Silverlight Chrome |best| — Microsoft
Enter Google Chrome. From its launch in 2008, Chrome was built on a radically different philosophy: speed, security, and simplicity. Google’s engineers understood that the future of the web lay not in external plug-ins but in native HTML5 capabilities—JavaScript, CSS3, and the <video> tag. Chrome’s multi-process architecture was designed to isolate tabs, so if one crashed, the whole browser didn’t fail. Plug-ins like Silverlight, however, were a direct threat to this stability. A single bug in Silverlight’s legacy code could crash an entire tab or, worse, open a security hole deep within the operating system. As cyber threats grew more sophisticated, plug-ins became the most common vector for malware, leading browser vendors to declare war on their very architecture.

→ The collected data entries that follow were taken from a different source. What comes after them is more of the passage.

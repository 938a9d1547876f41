//! Multivariate options, nested under a project's feature.

use uuid::Uuid;

use crate::client::FlagsmithClient;
use crate::error::{ApiError, Resource};
use crate::http::HttpMethod;
use crate::resolve::FeatureIds;
use crate::transport::Transport;
use crate::types::FeatureMultivariateOption;

impl<T: Transport> FlagsmithClient<T> {
    /// Fetch a multivariate option by UUID, then resolve its feature so the
    /// returned option carries the feature UUID and project id.
    pub fn get_feature_mv_option(
        &self,
        feature_uuid: Uuid,
        option_uuid: Uuid,
    ) -> Result<FeatureMultivariateOption, ApiError> {
        let option: FeatureMultivariateOption = self.lookup(
            &format!("/multivariate/options/get-by-uuid/{option_uuid}/"),
            Resource::FeatureMvOption,
            &option_uuid.to_string(),
        )?;
        let ids = self.resolver().feature_ids(None, None, Some(feature_uuid))?;
        Ok(with_feature(option, ids, Some(feature_uuid)))
    }

    pub fn create_feature_mv_option(
        &self,
        option: &FeatureMultivariateOption,
    ) -> Result<FeatureMultivariateOption, ApiError> {
        let ids = self
            .resolver()
            .feature_ids(option.project, option.feature, option.feature_uuid)?;
        let payload = FeatureMultivariateOption {
            feature: Some(ids.feature),
            ..option.clone()
        };
        let created = self.send(
            HttpMethod::Post,
            &format!("/projects/{}/features/{}/mv-options/", ids.project, ids.feature),
            &payload,
        )?;
        Ok(with_feature(created, ids, option.feature_uuid))
    }

    pub fn update_feature_mv_option(
        &self,
        option: &FeatureMultivariateOption,
    ) -> Result<FeatureMultivariateOption, ApiError> {
        let option_id = option.id.ok_or(ApiError::MissingReference("multivariate option"))?;
        let ids = self
            .resolver()
            .feature_ids(option.project, option.feature, option.feature_uuid)?;
        let payload = FeatureMultivariateOption {
            feature: Some(ids.feature),
            ..option.clone()
        };
        let updated = self.send(
            HttpMethod::Put,
            &format!(
                "/projects/{}/features/{}/mv-options/{option_id}/",
                ids.project, ids.feature
            ),
            &payload,
        )?;
        Ok(with_feature(updated, ids, option.feature_uuid))
    }

    pub fn delete_feature_mv_option(&self, project_id: i64, feature_id: i64, option_id: i64) -> Result<(), ApiError> {
        self.delete(&format!(
            "/projects/{project_id}/features/{feature_id}/mv-options/{option_id}/"
        ))
    }
}

fn with_feature(
    mut option: FeatureMultivariateOption,
    ids: FeatureIds,
    feature_uuid: Option<Uuid>,
) -> FeatureMultivariateOption {
    option.feature.get_or_insert(ids.feature);
    option.project = Some(ids.project);
    option.feature_uuid = feature_uuid;
    option
}
//! Blocking client for the Flagsmith feature-flag admin API.
//!
//! # Overview
//! `FlagsmithClient` turns typed operations (create a feature, update a
//! segment override, rotate a server-side key) into `HttpRequest` values,
//! hands them to a `Transport`, and parses the `HttpResponse` back into the
//! types in `types`. The default transport is a `ureq` agent; tests plug in
//! a scripted one.
//!
//! # Design
//! - The client is stateless between calls and can be shared across threads.
//! - Callers may reference a project or feature by UUID alone; the client
//!   resolves numeric ids with one extra lookup when a path needs them.
//! - Feature state values come back in two shapes (a typed record or a raw
//!   scalar); `value::FeatureStateValue` accepts both and always sends the
//!   typed record.

pub mod api;
pub mod client;
pub mod config;
pub mod error;
pub mod http;
pub mod overrides;
pub mod resolve;
pub mod transport;
pub mod types;
pub mod value;

pub use client::FlagsmithClient;
pub use config::{ClientConfig, DEFAULT_BASE_URL};
pub use error::{ApiError, Resource};
pub use http::{HttpMethod, HttpRequest, HttpResponse};
pub use overrides::{SegmentOverride, SegmentPlacement};
pub use transport::{Transport, UreqTransport};
pub use types::{
    Condition, Environment, Feature, FeatureMultivariateOption, FeatureSegment, FeatureSegmentPriority,
    FeatureState, FeatureType, Identity, Organisation, Page, Project, Rule, RuleType, Segment,
    ServerSideEnvKey, Tag, Trait,
};
pub use value::{FeatureStateValue, TraitValue};
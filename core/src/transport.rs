//! Executes `HttpRequest` values against the network.
//!
//! The client never touches sockets directly: every round trip goes through a
//! `Transport`. `UreqTransport` is the blocking default; tests plug in their
//! own implementation to script responses and record requests.

use crate::error::ApiError;
use crate::http::{HttpMethod, HttpRequest, HttpResponse};

/// Performs one HTTP round trip.
///
/// Implementations must return non-2xx responses as data, not as `Err`: status
/// interpretation belongs to the client. `Err` is reserved for requests that
/// never produced a response.
pub trait Transport: Send + Sync {
    fn execute(&self, request: HttpRequest) -> Result<HttpResponse, ApiError>;
}

impl<T: Transport + ?Sized> Transport for Box<T> {
    fn execute(&self, request: HttpRequest) -> Result<HttpResponse, ApiError> {
        (**self).execute(request)
    }
}

/// Blocking transport backed by a `ureq` agent.
#[derive(Clone)]
pub struct UreqTransport {
    agent: ureq::Agent,
}

impl std::fmt::Debug for UreqTransport {
    fn fmt(&self, f: &mut std::fmt::Formatter<'_>) -> std::fmt::Result {
        f.debug_struct("UreqTransport").finish_non_exhaustive()
    }
}

impl UreqTransport {
    pub fn new() -> Self {
        // Disable ureq's status-code-as-error behavior so 4xx/5xx come back
        // as responses.
        let agent = ureq::Agent::config_builder()
            .http_status_as_error(false)
            .build()
            .new_agent();
        Self { agent }
    }
}

impl Default for UreqTransport {
    fn default() -> Self {
        Self::new()
    }
}

impl Transport for UreqTransport {
    fn execute(&self, request: HttpRequest) -> Result<HttpResponse, ApiError> {
        let HttpRequest {
            method,
            url,
            headers,
            body,
        } = request;

        let result = match method {
            HttpMethod::Get => with_headers(self.agent.get(&url), &headers).call(),
            HttpMethod::Delete => with_headers(self.agent.delete(&url), &headers).call(),
            HttpMethod::Post => send(with_headers(self.agent.post(&url), &headers), body),
            HttpMethod::Put => send(with_headers(self.agent.put(&url), &headers), body),
        };
        let mut response = result.map_err(|e| ApiError::Transport(e.to_string()))?;

        let status = response.status().as_u16();
        let headers = response
            .headers()
            .iter()
            .filter_map(|(name, value)| {
                value
                    .to_str()
                    .ok()
                    .map(|v| (name.as_str().to_string(), v.to_string()))
            })
            .collect();
        let body = response
            .body_mut()
            .read_to_string()
            .map_err(|e| ApiError::Transport(e.to_string()))?;

        Ok(HttpResponse {
            status,
            headers,
            body,
        })
    }
}

fn with_headers<B>(
    mut builder: ureq::RequestBuilder<B>,
    headers: &[(String, String)],
) -> ureq::RequestBuilder<B> {
    for (name, value) in headers {
        builder = builder.header(name.as_str(), value.as_str());
    }
    builder
}

fn send(
    builder: ureq::RequestBuilder<ureq::typestate::WithBody>,
    body: Option<String>,
) -> Result<ureq::http::Response<ureq::Body>, ureq::Error> {
    match body {
        Some(body) => builder.send(body.as_bytes()),
        None => builder.send_empty(),
    }
}
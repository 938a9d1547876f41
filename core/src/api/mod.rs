//! Per-resource operations, one `impl FlagsmithClient` block per resource.
//!
//! Paths are relative to the client's base URL and always end with `/`.

mod api_keys;
mod environments;
mod feature_segments;
mod feature_states;
mod features;
mod identities;
mod mv_options;
mod organisations;
mod projects;
mod segments;
mod tags;
//! Project tags.

use crate::client::FlagsmithClient;
use crate::error::ApiError;
use crate::http::HttpMethod;
use crate::transport::Transport;
use crate::types::{Page, Tag};

impl<T: Transport> FlagsmithClient<T> {
    /// First page of a project's tags.
    pub fn list_tags(&self, project_id: i64) -> Result<Vec<Tag>, ApiError> {
        let page: Page<Tag> = self.get(&format!("/projects/{project_id}/tags/"))?;
        Ok(page.results)
    }

    pub fn get_tag(&self, project_id: i64, tag_id: i64) -> Result<Tag, ApiError> {
        self.get(&format!("/projects/{project_id}/tags/{tag_id}/"))
    }

    pub fn create_tag(&self, tag: &Tag) -> Result<Tag, ApiError> {
        let project_id = self.resolver().project_id(tag.project, tag.project_uuid)?;
        let payload = Tag {
            project: Some(project_id),
            ..tag.clone()
        };
        let mut created: Tag = self.send(
            HttpMethod::Post,
            &format!("/projects/{project_id}/tags/"),
            &payload,
        )?;
        created.project_uuid = tag.project_uuid;
        Ok(created)
    }

    pub fn update_tag(&self, tag: &Tag) -> Result<Tag, ApiError> {
        let tag_id = tag.id.ok_or(ApiError::MissingReference("tag"))?;
        let project_id = self.resolver().project_id(tag.project, tag.project_uuid)?;
        let payload = Tag {
            project: Some(project_id),
            ..tag.clone()
        };
        let mut updated: Tag = self.send(
            HttpMethod::Put,
            &format!("/projects/{project_id}/tags/{tag_id}/"),
            &payload,
        )?;
        updated.project_uuid = tag.project_uuid;
        Ok(updated)
    }

    pub fn delete_tag(&self, project_id: i64, tag_id: i64) -> Result<(), ApiError> {
        self.delete(&format!("/projects/{project_id}/tags/{tag_id}/"))
    }
}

Microsoft officially ended support for Silverlight on October 12, 2021 .
Microsoft Silverlight, once a powerhouse for interactive web content and media streaming (powering early versions of Netflix and Amazon Prime Video), has been officially retired for years. If you are still trying to run Silverlight content in Google Chrome today, you will face significant technical hurdles because the technology it relies on has been removed from modern browsers. The Current Status of Silverlight microsoft silverlight chrome
Since standard Chrome cannot run Silverlight, you must use emulation or alternative browsers that mimic legacy environments. 1. Use "IE Tab" Extension for Chrome
Silverlight never gained traction on mobile devices. Apple’s iOS never supported it, and Android support was limited. As web traffic shifted heavily toward mobile, Silverlight became a liability for responsive web design. Enter Google Chrome
By April 2015, with the release of Chrome 42, Google disabled NPAPI by default. Users could initially re-enable it through hidden flags, but by September 2015 (Chrome 45), the door was permanently shut. Microsoft Silverlight could no longer run on Google Chrome. Why the Shift Happened
The most popular way to keep using Silverlight inside your Chrome browser is the IE Tab extension . As cyber threats grew more sophisticated, plug-ins became
The final nail in the coffin was a matter of trust and resources. Maintaining a plug-in across multiple operating systems and browsers is expensive and risky. Microsoft, realizing its own strategic misstep, shifted focus to native apps via the Windows Store and the Universal Windows Platform (UWP). By 2015, Microsoft officially deprecated Silverlight, ending mainstream support in 2021. Google, meanwhile, moved from passive discouragement to active removal. In September 2015, Chrome 45 removed support for NPAPI (Netscape Plugin API), the very technology Silverlight relied upon. While Microsoft provided a transitional solution (ActiveX via a Chrome extension), it was a kludge. Without native support, Silverlight on Chrome became a ghost—still haunting legacy enterprise intranets and a few obscure museum kiosks, but dead to the modern web.